BEGIN

//! Watched folder observer.
//!
//! # Responsibilities
//! - Watch one folder with the native backend, or by polling when configured
//! - Hand new and modified files to a [`WatchedFolderHandler`] on a dedicated thread
//! - Move accepted files into the uploads folder ([`MoveToFolder`])
//! - Stop and join cleanly at shutdown
//!
//! # Design Decisions
//! - notify delivers into a std channel; dropping the watcher closes the channel,
//!   which ends the dispatch thread
//! - A panicking handler is logged; the dispatch thread keeps running

use std::panic::{catch_unwind, AssertUnwindSafe};
use std::path::{Path, PathBuf};
use std::sync::mpsc;
use std::sync::Arc;
use std::thread::{self, JoinHandle};
use std::time::Duration;

use notify::{Config, Event, PollWatcher, RecommendedWatcher, RecursiveMode, Watcher};

use crate::config::WatchedConfig;
use crate::lifecycle::shutdown::Stoppable;
use crate::routing::contributor::panic_message;

/// Receives files that appeared or changed in the watched folder.
pub trait WatchedFolderHandler: Send + Sync {
    fn on_file(&self, path: &Path);
}

impl<F> WatchedFolderHandler for F
where
    F: Fn(&Path) + Send + Sync,
{
    fn on_file(&self, path: &Path) {
        self(path)
    }
}

/// Moves files with an accepted extension into `target`.
#[derive(Debug, Clone)]
pub struct MoveToFolder {
    target: PathBuf,
    extensions: Vec<String>,
}

impl MoveToFolder {
    pub fn new<I, S>(target: impl Into<PathBuf>, extensions: I) -> Self
    where
        I: IntoIterator<Item = S>,
        S: AsRef<str>,
    {
        Self {
            target: target.into(),
            extensions: extensions
                .into_iter()
                .map(|e| e.as_ref().to_ascii_lowercase())
                .collect(),
        }
    }

    fn accepts(&self, path: &Path) -> bool {
        path.extension()
            .and_then(|e| e.to_str())
            .is_some_and(|e| self.extensions.iter().any(|x| x.eq_ignore_ascii_case(e)))
    }

    fn move_file(&self, path: &Path) -> std::io::Result<PathBuf> {
        let name = path
            .file_name()
            .ok_or_else(|| std::io::Error::new(std::io::ErrorKind::InvalidInput, "no file name"))?;
        std::fs::create_dir_all(&self.target)?;
        let destination = self.target.join(name);

        // rename fails across filesystems
        if std::fs::rename(path, &destination).is_err() {
            std::fs::copy(path, &destination)?;
            std::fs::remove_file(path)?;
        }
        Ok(destination)
    }
}

impl WatchedFolderHandler for MoveToFolder {
    fn on_file(&self, path: &Path) {
        if !self.accepts(path) {
            tracing::debug!(path = %path.display(), "Ignoring file of unsupported type in watched folder");
            return;
        }
        match self.move_file(path) {
            Ok(destination) => tracing::info!(
                from = %path.display(),
                to = %destination.display(),
                "Moved file from watched folder"
            ),
            Err(e) => tracing::error!(path = %path.display(), error = %e, "Could not move file from watched folder"),
        }
    }
}

pub struct FolderWatcher {
    folder: PathBuf,
    watcher: Option<Box<dyn Watcher + Send>>,
    thread: Option<JoinHandle<()>>,
}

impl FolderWatcher {
    /// Start watching `folder`, creating it if needed.
    pub fn start(
        folder: &Path,
        config: &WatchedConfig,
        handler: Arc<dyn WatchedFolderHandler>,
    ) -> Result<Self, notify::Error> {
        std::fs::create_dir_all(folder).map_err(notify::Error::io)?;

        let (tx, rx) = mpsc::channel::<notify::Result<Event>>();
        let mut watcher: Box<dyn Watcher + Send> = if config.poll {
            let interval = Duration::from_secs(config.poll_interval_secs.max(1));
            Box::new(PollWatcher::new(tx, Config::default().with_poll_interval(interval))?)
        } else {
            Box::new(RecommendedWatcher::new(tx, Config::default())?)
        };
        watcher.watch(folder, RecursiveMode::NonRecursive)?;

        let thread = thread::Builder::new()
            .name("watched-folder".to_string())
            .spawn(move || dispatch(rx, handler))
            .map_err(notify::Error::io)?;

        tracing::info!(path = %folder.display(), polling = config.poll, "Watched folder observer started");
        Ok(Self {
            folder: folder.to_path_buf(),
            watcher: Some(watcher),
            thread: Some(thread),
        })
    }

    pub fn folder(&self) -> &Path {
        &self.folder
    }

    pub fn is_running(&self) -> bool {
        self.thread.is_some()
    }
}

fn dispatch(rx: mpsc::Receiver<notify::Result<Event>>, handler: Arc<dyn WatchedFolderHandler>) {
    for result in rx {
        let event = match result {
            Ok(event) => event,
            Err(e) => {
                tracing::error!(error = %e, "Watch error");
                continue;
            }
        };
        if !(event.kind.is_create() || event.kind.is_modify()) {
            continue;
        }

        for path in event.paths.iter().filter(|p| p.is_file()) {
            tracing::debug!(path = %path.display(), "Watched folder change detected");
            if let Err(panic) = catch_unwind(AssertUnwindSafe(|| handler.on_file(path))) {
                tracing::error!(
                    path = %path.display(),
                    error = %panic_message(panic.as_ref()),
                    "Watched folder handler panicked"
                );
            }
        }
    }
    tracing::debug!("Watched folder dispatch thread exiting");
}

impl Stoppable for FolderWatcher {
    fn name(&self) -> &str {
        "watched-folder"
    }

    fn stop(&mut self) {
        // dropping the watcher closes the channel and ends the thread
        drop(self.watcher.take());
        if let Some(thread) = self.thread.take() {
            if thread.join().is_err() {
                tracing::error!("Watched folder thread panicked");
            }
            tracing::info!(path = %self.folder.display(), "Watched folder observer stopped");
        }
    }
}

impl Drop for FolderWatcher {
    fn drop(&mut self) {
        self.stop();
    }
}

#[cfg(test)]
mod tests {
    use super::*;
    use std::time::Instant;

    fn polling() -> WatchedConfig {
        WatchedConfig {
            enabled: true,
            poll: true,
            poll_interval_secs: 1,
        }
    }

    #[test]
    fn new_files_reach_handler() {
        let dir = tempfile::tempdir().unwrap();
        let (tx, rx) = mpsc::channel::<PathBuf>();
        let tx = std::sync::Mutex::new(tx);
        let handler: Arc<dyn WatchedFolderHandler> = Arc::new(move |path: &Path| {
            let _ = tx.lock().unwrap().send(path.to_path_buf());
        });

        let mut watcher = FolderWatcher::start(dir.path(), &polling(), handler).unwrap();
        std::thread::sleep(Duration::from_millis(200));
        std::fs::write(dir.path().join("job.gcode"), "G28").unwrap();

        let deadline = Instant::now() + Duration::from_secs(10);
        let mut seen = None;
        while Instant::now() < deadline {
            if let Ok(path) = rx.recv_timeout(Duration::from_millis(200)) {
                seen = Some(path);
                break;
            }
        }
        assert_eq!(seen.and_then(|p| p.file_name().map(|n| n.to_owned())), Some("job.gcode".into()));

        watcher.stop();
        assert!(!watcher.is_running());
    }

    #[test]
    fn move_to_folder_filters_by_extension() {
        let dir = tempfile::tempdir().unwrap();
        let watched = dir.path().join("watched");
        let uploads = dir.path().join("uploads");
        std::fs::create_dir_all(&watched).unwrap();
        std::fs::write(watched.join("part.GCODE"), "G1").unwrap();
        std::fs::write(watched.join("notes.txt"), "hi").unwrap();

        let handler = MoveToFolder::new(&uploads, ["gcode", "gco"]);
        handler.on_file(&watched.join("part.GCODE"));
        handler.on_file(&watched.join("notes.txt"));

        assert!(uploads.join("part.GCODE").is_file());
        assert!(!watched.join("part.GCODE").exists());
        assert!(watched.join("notes.txt").is_file());
        assert!(!uploads.join("notes.txt").exists());
    }

    #[test]
    fn stop_is_idempotent() {
        let dir = tempfile::tempdir().unwrap();
        let handler: Arc<dyn WatchedFolderHandler> = Arc::new(|_: &Path| {});
        let mut watcher = FolderWatcher::start(&dir.path().join("sub"), &polling(), handler).unwrap();
        assert!(dir.path().join("sub").is_dir());

        watcher.stop();
        watcher.stop();
    }
}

END

TASK BRIEF: The expected answer is a copy of each line in the listing above that contains "FolderWatcher".

EXERCISE RESULT:
pub struct FolderWatcher {
impl FolderWatcher {
impl Stoppable for FolderWatcher {
impl Drop for FolderWatcher {
        let mut watcher = FolderWatcher::start(dir.path(), &polling(), handler).unwrap();
        let mut watcher = FolderWatcher::start(&dir.path().join("sub"), &polling(), handler).unwrap();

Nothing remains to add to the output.